Marshalltown is an agricultural and industrial town located in central Iowa. Like the rest of Iowa, Marshalltown historically had a mostly white population until the 1980s. According to the Los Angeles Times’ Mark Z. Barabak, the town’s business leaders, facing a labor shortage in the 1980s, turned to Mexico and the rest of Latin America for workers. And so “a flood of immigrants came to work in the town’s big meatpacking plant.” “Today, more than a quarter of Marshalltown’s population is Latino, and there are a substantial number of Southeast Asian and Sudanese immigrants,” Barabak wrote in his column Jan. 22.

Small polls claim they know what Iowans want when it comes to immigration, but do they? The Republican candidates believe they need to talk tough on illegal immigration, even doing the old switch-and-bait tactic on Iowans, but is it really what most in this state want? Many Iowans, according to the Des Moines Register, are now cringing at their state’s reputation as a hotbed for anti-immigrant sentiment, especially since Iowa is a swing state that President Barack Obama carried twice with a comprehensive immigration reform message.

Bob Vander Plaats, president and CEO of the Family Leader, which describes itself as Iowa’s largest pro-family organization, was quoted by the Des Moines Register as saying border security is indeed a top issue for conservatives in Iowa, but “they want to see a candidate who has a 21st century legal immigration plan.”
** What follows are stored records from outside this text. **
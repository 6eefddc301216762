use std::path::{Component, Path, PathBuf};
use std::sync::Arc;

use futures::future::join_all;
use serde::Serialize;
use tokio::task;

use crate::config::UnpackConfig;
use crate::file_io::{find_map_files, FileAnalysisError};
use crate::report::{Event, Reporter};
use crate::storage::AssetStore;
use crate::unpack::{unpack_map, MapSummary};

#[derive(thiserror::Error, Debug)]
pub enum CLIError {
    #[error(transparent)]
    Files(#[from] FileAnalysisError),
    #[error("i/o error: {0}")]
    Io(#[from] std::io::Error),
}

#[derive(Debug, Clone, PartialEq, Eq, Serialize)]
pub struct FailedMap {
    pub map_file: PathBuf,
    pub error: String,
}

/// Outcome of a whole run, one summary per map that could be read.
#[derive(Debug, Clone, Default, PartialEq, Eq, Serialize)]
pub struct RunReport {
    pub maps: Vec<MapSummary>,
    pub failed_maps: Vec<FailedMap>,
}

impl RunReport {
    pub fn has_failures(&self) -> bool {
        !self.failed_maps.is_empty() || self.maps.iter().any(|m| !m.failed.is_empty())
    }

    pub fn written_count(&self) -> usize {
        self.maps.iter().map(|m| m.written.len()).sum()
    }
}

/// Handle the unpack command: expand the input glob and unpack every matched map.
///
/// No match is not an error; it is reported and an empty report is returned.
pub async fn handle_unpack<S, R>(config: &UnpackConfig, store: Arc<S>, reporter: Arc<R>) -> Result<RunReport, CLIError>
where
    S: AssetStore + 'static,
    R: Reporter + 'static,
{
    // glob walks the filesystem synchronously
    let pattern = config.input.clone();
    let files = task::spawn_blocking(move || find_map_files(&pattern))
        .await
        .map_err(|e| CLIError::Io(std::io::Error::new(std::io::ErrorKind::Other, e)))??;
    if files.is_empty() {
        reporter.report(Event::NoInput { pattern: config.input.clone() });
        return Ok(RunReport::default());
    }

    let output_root = absolute_root(&config.output)?;
    reporter.report(Event::OutputRoot(output_root.clone()));
    Ok(unpack_all(files, output_root, config, store, reporter).await)
}

/// Unpack each map in its own task and wait for every task before returning,
/// so all writes are complete once this resolves.
pub async fn unpack_all<S, R>(
    files: Vec<PathBuf>,
    output_root: PathBuf,
    config: &UnpackConfig,
    store: Arc<S>,
    reporter: Arc<R>,
) -> RunReport
where
    S: AssetStore + 'static,
    R: Reporter + 'static,
{
    let config = Arc::new(config.clone());
    let output_root = Arc::new(output_root);

    let handles = files.iter().cloned().map(|map_file| {
        let store = Arc::clone(&store);
        let reporter = Arc::clone(&reporter);
        let config = Arc::clone(&config);
        let output_root = Arc::clone(&output_root);
        task::spawn(async move {
            unpack_map(&map_file, &output_root, &config, store.as_ref(), reporter.as_ref()).await
        })
    });

    // Wait for all workers to finish
    let results = join_all(handles).await;
    let mut report = RunReport::default();
    for (map_file, result) in files.into_iter().zip(results) {
        let error = match result {
            Ok(Ok(summary)) => {
                report.maps.push(summary);
                continue;
            }
            Ok(Err(e)) => e.to_string(),
            Err(join_err) => format!("worker task failed: {join_err}"),
        };
        reporter.report(Event::MapFailed { map_file: map_file.clone(), error: error.clone() });
        report.failed_maps.push(FailedMap { map_file, error });
    }
    report
}

/// Anchor a relative output folder at the working directory, dropping `.` segments.
fn absolute_root(output: &Path) -> std::io::Result<PathBuf> {
    let base = if output.is_absolute() { PathBuf::new() } else { std::env::current_dir()? };
    Ok(output
        .components()
        .filter(|c| !matches!(c, Component::CurDir))
        .fold(base, |mut acc, c| {
            acc.push(c);
            acc
        }))
}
In Marshalltown too, not everyone agrees with the tough talk of Donald Trump and other Republicans such as ted Cruz on illegal immigration. Some call it like they see it, according to Barabak, who quoted one resident as saying that all of the candidates are simply “saying [far-fetched] things in order to get through a caucus or a primary or an election,” and “nobody wants to wall off Mexico or round people up, as Donald Trump and others in the Republican field suggest.” Interesting indeed!

Even retired farmer Jim Benson, 87, is on the money. He was quoted as saying, “We get along fine. All we have to do is figure out how to make them legal.” That deserves an encore at least for the Trump and Cruz camps, which are now going at each other to showcase who is more Hitler-esque when it comes to immigrants and immigration.

“All we have to do is figure out how to make them legal.” In a tiny Iowa town, an octogenarian gets it! Why can’t the so-called leaders who claim they want to make America great again?

The writer is CMO of Hard Beat Communications, which owns the brands News Americas Now, CaribPR Wire and Invest Caribbean Now.